In particular, two dividend stocks have seen considerable price declines, creating potential buying opportunities. Both of these companies have robust fundamentals and attractive dividend yields, making them sound options for investors interested in long-term growth and income. Below are two stocks to keep in mind while they remain affordable.
Exchange Income Corporation
Exchange Income (TSX:EIF) is a lesser-known stock that has dropped 14% from its 52-week peak, providing a compelling buying option. Currently priced at $50.87 per share, it is trading at a 27% discount compared to the analyst consensus target price, suggesting a potential upside of 37%. Additionally, Exchange Income offers a reliable monthly dividend yielding nearly 5.2%, a feature that many investors value highly.
goeasy Ltd.
Another noteworthy stock is goeasy (TSX: GSY), which has decreased by 27% from its 52-week high. Priced at $150.39 per share, goeasy’s price-to-earnings (P/E) ratio is at a low of 8.6, approximately 27% below its historical average. Analysts propose a further potential for growth, with target prices indicating a 37% upside.

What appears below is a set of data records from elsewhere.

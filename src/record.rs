use crate::corridor::*;
use crate::flowfield::*;
use crate::grid::*;
use crate::location::*;
use screeps::RoomName;
use serde::{Deserialize, Serialize};

#[derive(Clone, Copy, Debug, PartialEq, Eq, Serialize, Deserialize)]
pub enum InspectReason {
    /// Every tile on the approach edge is inside lethal turret range.
    NoSafeCorridor,
}

/// Phase of a siege campaign.
#[derive(Clone, Debug, PartialEq, Serialize, Deserialize)]
#[serde(tag = "phase")]
pub enum SiegePhase {
    /// Waiting for a view of the target room.
    Scout,
    /// Deriving the damage map and the safe corridor.
    Plan,
    /// Stuck; needs operator action.
    Inspect { reason: InspectReason },
    /// Building the squad up to quorum.
    Prep { waiting_since: u32 },
    /// Baiting turret fire until the turrets run dry.
    Drain,
    /// Killing defenders.
    Attack,
    /// Tearing down structures.
    Dismantle,
    Complete { finished_at: u32 },
}

impl SiegePhase {
    pub fn name(&self) -> &'static str {
        match self {
            SiegePhase::Scout => "scout",
            SiegePhase::Plan => "plan",
            SiegePhase::Inspect { .. } => "inspect",
            SiegePhase::Prep { .. } => "prep",
            SiegePhase::Drain => "drain",
            SiegePhase::Attack => "attack",
            SiegePhase::Dismantle => "dismantle",
            SiegePhase::Complete { .. } => "complete",
        }
    }

    /// Phases the controller never leaves on its own.
    pub fn is_terminal(&self) -> bool {
        matches!(self, SiegePhase::Inspect { .. } | SiegePhase::Complete { .. })
    }

    /// Phases in which the squad is committed to the target room.
    pub fn is_engaged(&self) -> bool {
        matches!(self, SiegePhase::Drain | SiegePhase::Attack | SiegePhase::Dismantle)
    }
}

/// Operator-chosen gathering tile.
#[derive(Clone, Copy, Debug, PartialEq, Eq, Serialize, Deserialize)]
pub struct RallyPoint {
    pub room: RoomName,
    pub location: Location,
}

/// Persistent state of one siege campaign, keyed by target room.
///
/// Each optional field is written only by the phase that derives it; later
/// phases read it and regress when it is missing.
#[derive(Clone, Debug, PartialEq, Serialize, Deserialize)]
pub struct SiegeRecord {
    pub target_room: RoomName,
    pub source_room: RoomName,
    pub phase: SiegePhase,
    #[serde(default)]
    pub rally_point: Option<RallyPoint>,

    // Scout
    #[serde(default)]
    pub terrain_grid: Option<Grid8>,
    #[serde(default)]
    pub turret_positions: Option<Vec<Location>>,
    #[serde(default)]
    pub durability_grid: Option<Grid8>,
    #[serde(default)]
    pub approach_direction: Option<EntryEdge>,
    #[serde(default)]
    pub target_perimeter_tiles: Option<Vec<Location>>,
    #[serde(default)]
    pub approach_flow: Option<FlowField>,

    // Plan
    #[serde(default)]
    pub damage_grid: Option<Grid8>,
    #[serde(default)]
    pub safe_corridor: Option<Grid8>,
}

impl SiegeRecord {
    pub fn new(target_room: RoomName, source_room: RoomName) -> SiegeRecord {
        SiegeRecord {
            target_room,
            source_room,
            phase: SiegePhase::Scout,
            rally_point: None,
            terrain_grid: None,
            turret_positions: None,
            durability_grid: None,
            approach_direction: None,
            target_perimeter_tiles: None,
            approach_flow: None,
            damage_grid: None,
            safe_corridor: None,
        }
    }

    pub fn with_rally_point(mut self, rally_point: RallyPoint) -> Self {
        self.rally_point = Some(rally_point);
        self
    }

    /// Drop everything derived from scouting, forcing a fresh scout.
    pub fn clear_scouting(&mut self) {
        self.terrain_grid = None;
        self.turret_positions = None;
        self.durability_grid = None;
        self.approach_direction = None;
        self.target_perimeter_tiles = None;
        self.approach_flow = None;
        self.clear_plan();
    }

    pub fn clear_plan(&mut self) {
        self.damage_grid = None;
        self.safe_corridor = None;
    }
}
pub const ROOM_WIDTH: u8 = 50;
pub const ROOM_HEIGHT: u8 = 50;
pub const ROOM_AREA: usize = (ROOM_WIDTH as usize) * (ROOM_HEIGHT as usize);

/// Tower attack power at or inside optimal range.
pub const TOWER_POWER_ATTACK: u32 = 600;
pub const TOWER_OPTIMAL_RANGE: u32 = 5;
pub const TOWER_FALLOFF_RANGE: u32 = 20;
/// Fraction of attack power lost at falloff range.
pub const TOWER_FALLOFF: f32 = 0.75;

/// Damage values are stored in a byte grid scaled down by this factor.
pub const DAMAGE_SCALE: u32 = 50;

/// Cell value marking an impassable tile in every 8-bit field.
pub const BLOCKED: u8 = 255;

pub const TERRAIN_COST_PLAIN: u8 = 1;
pub const TERRAIN_COST_SWAMP: u8 = 5;
pub const TERRAIN_COST_WALL: u8 = BLOCKED;

/// Upper bound of the relative durability band for rampart-class structures.
pub const DURABILITY_MAX: u8 = 200;
/// Any non rampart-class structure on the tile.
pub const DURABILITY_OTHER_STRUCTURE: u8 = 205;
/// Indestructible boundary (terrain wall or novice/respawn barrier).
pub const DURABILITY_BOUNDARY: u8 = 210;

As a leading Canadian lender catering to non-prime borrowers, goeasy has demonstrated a solid record of profitability and shareholder returns. It has achieved a remarkable dividend growth rate of 30% over the past decade and recently announced a significant 25% increase in its dividend, reflecting its commitment to rewarding investors.
Both stocks, Exchange Income and goeasy, offer substantial opportunities for long-term investors seeking to benefit from discounted share prices. Exchange Income’s diversified portfolio and consistent cash flow growth create a viable option for income investors. Meanwhile, goeasy’s impressive profitability, robust dividend growth, and favorable valuation position it as an attractive choice for those aiming for long-term capital gains.
Given that both stocks are currently trading significantly below their 52-week highs, this could be the right time to consider adding them to your investment portfolio. Although market volatility can be unsettling, these companies offer promising growth potential and strong financial foundations, making them attractive options in the current market.